Cash generation remains one of the more encouraging elements. Free cash flow is below the highs reached during the stronger part of the cycle, but it is still positive and meaningful. That gives the company room to manage debt, fund acquisitions, and continue investing in operations without relying entirely on external financing. In cyclical businesses, consistent cash production during softer periods is often a useful sign of resilience.

Recent company communications have continued to emphasize market share gains, operational discipline, and selective acquisitions. A major catalyst would be a more durable recovery in RV and marine production, especially if lower dealer inventories begin to require restocking. Another important opportunity is further expansion in higher-value components and electronics, which can lift content per unit even when industry volumes are not booming.

Risks

The main risk is straightforward: Patrick Industries sells into cyclical end markets. RVs and boats are not necessities for most households, so higher borrowing costs, weaker consumer confidence, or dealer caution can quickly reduce production across the industry. The company does have some diversification through manufactured housing and industrial markets, but these areas are not yet large enough to fully offset a sharp RV downturn.

A second major risk is leverage. The company has historically used acquisitions as a growth tool, and that has supported scale, but it also leaves the balance sheet more stretched than many peers.
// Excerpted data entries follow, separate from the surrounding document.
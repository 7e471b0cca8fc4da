//! Compressed artifact: encrypted header followed by the Huffman payload.
//!
//! # Layout
//!
//! ```text
//! +------------------+
//! | header           |  entry count + (symbol, frequency) pairs,
//! | (obfuscated)     |  XORed with the password stream
//! +------------------+
//! | payload          |  Huffman codes of the input bytes, then the
//! | (plain)          |  end-of-data code; zero-padded to a byte
//! +------------------+
//! ```
//!
//! There is no separator or length field between the two parts; the
//! reader knows the header layout and the payload terminates itself.
//!
//! The decompressor rebuilds the tree from the decrypted table, so a
//! wrong password yields either a header error, a truncated payload, or
//! garbage output.

use std::io::{Cursor, Read, Seek, SeekFrom, Write};

use tracing::{debug, info, warn};

use crate::bitio::{BitReader, BitWriter};
use crate::codec::{decode, encode};
use crate::error::Result;
use crate::frequency::FrequencyTable;
use crate::header::{read_encrypted_header, write_encrypted_header};
use crate::metrics::{Direction, Metrics};
use crate::tree::EncodingTree;

/// Compress `input` into `output`.
///
/// `input` is scanned once for frequencies, then rewound to where the scan
/// started and scanned again to encode.
pub fn compress<R, W>(mut input: R, output: W, password: &str) -> Result<Metrics>
where
    R: Read + Seek,
    W: Write,
{
    let mut metrics = Metrics::new(Direction::Compress);

    let start = input.stream_position()?;
    let table = FrequencyTable::from_reader(&mut input)?;
    let tree = EncodingTree::build(&table);
    let codes = tree.code_table();
    let estimated_bits = codes.encoded_bits(&table);
    debug!(payload_bits = estimated_bits, "derived code table");

    let mut sink = BitWriter::new(output);
    write_encrypted_header(&mut sink, &table, password)?;
    let header_bits = sink.bit_len();

    input.seek(SeekFrom::Start(start))?;
    let encoded = encode(&mut input, &codes, &mut sink)?;
    let total_bits = sink.bit_len();
    sink.finish()?;

    metrics.input_bytes = encoded;
    metrics.output_bytes = total_bits.div_ceil(8);
    metrics.distinct_symbols = table.len();
    metrics.header_bits = header_bits;
    metrics.payload_bits = total_bits - header_bits;
    metrics.complete();

    // Differs only if the input changed between the two passes
    if metrics.payload_bits != estimated_bits {
        warn!(
            expected = estimated_bits,
            actual = metrics.payload_bits,
            "input changed between frequency scan and encode pass"
        );
    }

    info!(
        input_bytes = metrics.input_bytes,
        output_bytes = metrics.output_bytes,
        symbols = metrics.distinct_symbols,
        "compressed"
    );
    Ok(metrics)
}

/// Decompress `input` into `output`.
///
/// # Errors
/// - `HeaderError` if the header is truncated or decrypts to nonsense
/// - `HuffmanError::TruncatedPayload` if the payload ends before the
///   end-of-data code; `output` then holds a partial result
pub fn decompress<R, W>(input: R, output: W, password: &str) -> Result<Metrics>
where
    R: Read,
    W: Write,
{
    let mut metrics = Metrics::new(Direction::Decompress);

    let mut source = BitReader::new(input);
    let table = read_encrypted_header(&mut source, password)?;
    let header_bits = source.bits_read();

    let tree = EncodingTree::build(&table);
    let decoded = decode(&mut source, &tree, output)?;
    let total_bits = source.bits_read();

    metrics.input_bytes = total_bits.div_ceil(8);
    metrics.output_bytes = decoded;
    metrics.distinct_symbols = table.len();
    metrics.header_bits = header_bits;
    metrics.payload_bits = total_bits - header_bits;
    metrics.complete();

    info!(
        input_bytes = metrics.input_bytes,
        output_bytes = metrics.output_bytes,
        symbols = metrics.distinct_symbols,
        "decompressed"
    );
    Ok(metrics)
}

/// Compress an in-memory buffer.
pub fn compress_bytes(data: &[u8], password: &str) -> Result<Vec<u8>> {
    let mut out = Vec::new();
    compress(Cursor::new(data), &mut out, password)?;
    Ok(out)
}

/// Decompress an in-memory buffer.
pub fn decompress_bytes(data: &[u8], password: &str) -> Result<Vec<u8>> {
    let mut out = Vec::new();
    decompress(data, &mut out, password)?;
    Ok(out)
}

#[cfg(test)]
mod tests {
    use super::*;
    use crate::error::{Error, HeaderError, HuffmanError};
    use crate::header::header_bit_len;

    #[test]
    fn test_round_trip() {
        let data = b"hello world! this is a test.";
        let compressed = compress_bytes(data, "pw").unwrap();
        assert_eq!(decompress_bytes(&compressed, "pw").unwrap(), data);
    }

    #[test]
    fn test_empty_input() {
        let mut out = Vec::new();
        let metrics = compress(Cursor::new(b""), &mut out, "x").unwrap();

        assert_eq!(metrics.distinct_symbols, 1);
        assert_eq!(metrics.header_bits, 32);
        assert_eq!(metrics.payload_bits, 0);
        assert_eq!(out.len(), 4);

        assert!(decompress_bytes(&out, "x").unwrap().is_empty());
    }

    #[test]
    fn test_metrics_agree_between_directions() {
        let data = b"the rain in spain stays mainly in the plain";
        let mut compressed = Vec::new();
        let c = compress(Cursor::new(data), &mut compressed, "pw").unwrap();

        let mut restored = Vec::new();
        let d = decompress(compressed.as_slice(), &mut restored, "pw").unwrap();

        let table = FrequencyTable::from_bytes(data).unwrap();
        assert_eq!(c.header_bits, header_bit_len(&table));
        assert_eq!(c.header_bits, d.header_bits);
        assert_eq!(c.payload_bits, d.payload_bits);
        assert_eq!(c.output_bytes, compressed.len() as u64);
        assert_eq!(d.input_bytes, compressed.len() as u64);
        assert_eq!(c.input_bytes, d.output_bytes);
        assert_eq!(restored, data);
    }

    #[test]
    fn test_payload_matches_code_table_estimate() {
        let data = b"she sells sea shells by the sea shore";
        let table = FrequencyTable::from_bytes(data).unwrap();
        let estimate = EncodingTree::build(&table).code_table().encoded_bits(&table);

        let metrics = compress(Cursor::new(data), Vec::new(), "pw").unwrap();
        assert_eq!(metrics.payload_bits, estimate);
        assert_eq!(
            metrics.output_bytes,
            (header_bit_len(&table) + estimate).div_ceil(8)
        );
    }

    #[test]
    fn test_rewinds_to_scan_start() {
        let mut data = b"HEADER".to_vec();
        data.extend_from_slice(b"only this part is compressed");
        let mut cursor = Cursor::new(data);
        cursor.seek(SeekFrom::Start(6)).unwrap();

        let mut out = Vec::new();
        compress(&mut cursor, &mut out, "pw").unwrap();
        assert_eq!(
            decompress_bytes(&out, "pw").unwrap(),
            b"only this part is compressed"
        );
    }

    #[test]
    fn test_truncated_file() {
        let compressed = compress_bytes(b"some moderately long input text", "pw").unwrap();

        let result = decompress_bytes(&compressed[..3], "pw");
        assert!(matches!(result, Err(Error::Header(HeaderError::Truncated { .. }))));

        let result = decompress_bytes(&compressed[..compressed.len() - 3], "pw");
        assert!(matches!(
            result,
            Err(Error::Huffman(HuffmanError::TruncatedPayload { .. }))
        ));
    }

    #[test]
    fn test_wrong_password() {
        let data = b"abracadabra";
        let compressed = compress_bytes(data, "pw").unwrap();
        if let Ok(out) = decompress_bytes(&compressed, "wrong") {
            assert_ne!(out, data);
        }
    }
}
//! Bit-level I/O over ordinary byte streams.
//!
//! `BitWriter` and `BitReader` wrap any `std::io::Write` / `std::io::Read`
//! and move single bits in MSB-first order. The header codec and the
//! payload codec only see them through the `BitSink` / `BitSource` traits.
//!
//! # Padding Rules
//! - BitWriter: pads the final incomplete byte with trailing zeros
//! - BitReader: cannot tell padding from data; the payload's end-of-data
//!   code tells the decoder where to stop
//!
//! # Example
//! ```
//! use huffcrypt_core::bitio::{BitReader, BitWriter};
//!
//! let mut writer = BitWriter::new(Vec::new());
//! writer.write_bits(0b101, 3).unwrap();  // Write 3 bits: 1, 0, 1
//! writer.write_bits(0b11, 2).unwrap();   // Write 2 bits: 1, 1
//! // Total: 10111 -> padded to 10111000
//!
//! let bytes = writer.finish().unwrap();
//! assert_eq!(bytes, vec![0b10111000]);
//!
//! let mut reader = BitReader::new(bytes.as_slice());
//! assert_eq!(reader.read_bits(3).unwrap(), 0b101);
//! assert_eq!(reader.read_bits(2).unwrap(), 0b11);
//! ```

use std::io::{ErrorKind, Read, Write};

use crate::error::{BitIoError, Result};

/// Completed bytes are handed to the inner writer in batches of this size.
const FLUSH_THRESHOLD: usize = 8 * 1024;

/// Size of the read-ahead buffer used by `BitReader`.
const READ_BUFFER_SIZE: usize = 8 * 1024;

/// Destination for a stream of bits.
pub trait BitSink {
    fn write_bit(&mut self, bit: bool) -> Result<()>;
}

/// Source of a stream of bits.
///
/// Returns `BitIoError::UnexpectedEof` once the underlying bytes run out.
pub trait BitSource {
    fn read_bit(&mut self) -> Result<bool>;
}

/// Writes bits MSB-first into an underlying byte writer.
///
/// # Invariants
/// - `bit_count` is always < 8
/// - `bit_buffer` holds `bit_count` bits, MSB-aligned
#[derive(Debug)]
pub struct BitWriter<W: Write> {
    inner: W,
    /// Completed bytes not yet handed to `inner`
    bytes: Vec<u8>,
    /// Accumulator for the current partial byte
    bit_buffer: u8,
    /// Number of bits in bit_buffer (0-7)
    bit_count: u8,
    /// Bytes already written to `inner`
    flushed: u64,
}

impl<W: Write> BitWriter<W> {
    pub fn new(inner: W) -> Self {
        Self {
            inner,
            bytes: Vec::with_capacity(FLUSH_THRESHOLD),
            bit_buffer: 0,
            bit_count: 0,
            flushed: 0,
        }
    }

    /// Write up to 64 bits.
    ///
    /// Bits are written MSB-first: value=0b101 with count=3 writes 1, 0, 1.
    ///
    /// # Errors
    /// Returns `BitIoError::InvalidBitCount` if count > 64.
    pub fn write_bits(&mut self, value: u64, count: usize) -> Result<()> {
        if count > 64 {
            return Err(BitIoError::InvalidBitCount(count).into());
        }

        for shift in (0..count).rev() {
            self.push_bit((value >> shift) & 1 == 1)?;
        }
        Ok(())
    }

    fn push_bit(&mut self, bit: bool) -> Result<()> {
        if bit {
            self.bit_buffer |= 1 << (7 - self.bit_count);
        }
        self.bit_count += 1;

        if self.bit_count == 8 {
            self.bytes.push(self.bit_buffer);
            self.bit_buffer = 0;
            self.bit_count = 0;

            if self.bytes.len() >= FLUSH_THRESHOLD {
                self.flush_bytes()?;
            }
        }
        Ok(())
    }

    fn flush_bytes(&mut self) -> Result<()> {
        self.inner.write_all(&self.bytes)?;
        self.flushed += self.bytes.len() as u64;
        self.bytes.clear();
        Ok(())
    }

    /// Total number of bits written so far (including the partial byte).
    pub fn bit_len(&self) -> u64 {
        (self.flushed + self.bytes.len() as u64) * 8 + self.bit_count as u64
    }

    /// Pad the partial byte with zeros, flush everything and return the
    /// inner writer.
    pub fn finish(mut self) -> Result<W> {
        if self.bit_count > 0 {
            self.bytes.push(self.bit_buffer);
            self.bit_buffer = 0;
            self.bit_count = 0;
        }
        self.flush_bytes()?;
        self.inner.flush()?;
        Ok(self.inner)
    }
}

impl<W: Write> BitSink for BitWriter<W> {
    fn write_bit(&mut self, bit: bool) -> Result<()> {
        self.push_bit(bit)
    }
}

/// Reads bits MSB-first from an underlying byte reader.
///
/// Reads ahead in blocks, so the inner reader ends up positioned past the
/// last bit actually consumed.
#[derive(Debug)]
pub struct BitReader<R: Read> {
    inner: R,
    buffer: Vec<u8>,
    /// Valid bytes in `buffer`
    filled: usize,
    /// Next unread byte in `buffer`
    cursor: usize,
    /// Byte currently being consumed
    bit_buffer: u8,
    /// Unconsumed bits left in bit_buffer (0-8)
    bits_left: u8,
    bits_read: u64,
}

impl<R: Read> BitReader<R> {
    pub fn new(inner: R) -> Self {
        Self {
            inner,
            buffer: vec![0; READ_BUFFER_SIZE],
            filled: 0,
            cursor: 0,
            bit_buffer: 0,
            bits_left: 0,
            bits_read: 0,
        }
    }

    /// Read up to 64 bits, MSB-first.
    ///
    /// # Errors
    /// - `BitIoError::InvalidBitCount` if count > 64
    /// - `BitIoError::UnexpectedEof` if the stream ends first
    pub fn read_bits(&mut self, count: usize) -> Result<u64> {
        if count > 64 {
            return Err(BitIoError::InvalidBitCount(count).into());
        }

        let mut result = 0u64;
        for _ in 0..count {
            result = (result << 1) | self.next_bit()? as u64;
        }
        Ok(result)
    }

    /// Number of bits consumed so far.
    pub fn bits_read(&self) -> u64 {
        self.bits_read
    }

    fn next_bit(&mut self) -> Result<bool> {
        if self.bits_left == 0 {
            self.bit_buffer = self.next_byte()?.ok_or(BitIoError::UnexpectedEof)?;
            self.bits_left = 8;
        }

        self.bits_left -= 1;
        self.bits_read += 1;
        Ok((self.bit_buffer >> self.bits_left) & 1 == 1)
    }

    fn next_byte(&mut self) -> Result<Option<u8>> {
        if self.cursor == self.filled {
            self.filled = loop {
                match self.inner.read(&mut self.buffer) {
                    Ok(n) => break n,
                    Err(e) if e.kind() == ErrorKind::Interrupted => continue,
                    Err(e) => return Err(e.into()),
                }
            };
            self.cursor = 0;

            if self.filled == 0 {
                return Ok(None);
            }
        }

        let byte = self.buffer[self.cursor];
        self.cursor += 1;
        Ok(Some(byte))
    }
}

impl<R: Read> BitSource for BitReader<R> {
    fn read_bit(&mut self) -> Result<bool> {
        self.next_bit()
    }
}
Debt to equity has improved from earlier peaks, yet it remains well above the sector median. Net debt relative to EBIT is also elevated. This does not automatically signal distress, but it reduces flexibility if the cycle weakens or if acquisition integration falls short of expectations. In a business exposed to volume swings, debt matters more because earnings can compress quickly.

Margins are another important pressure point. Profitability has trended down from the stronger years and remains below sector norms. A profit margin in the low single digits can still produce substantial earnings at scale, but it leaves less room for mistakes in pricing, input costs, or plant utilization. The company therefore needs volume recovery, operating efficiency, or a richer product mix to rebuild earnings power.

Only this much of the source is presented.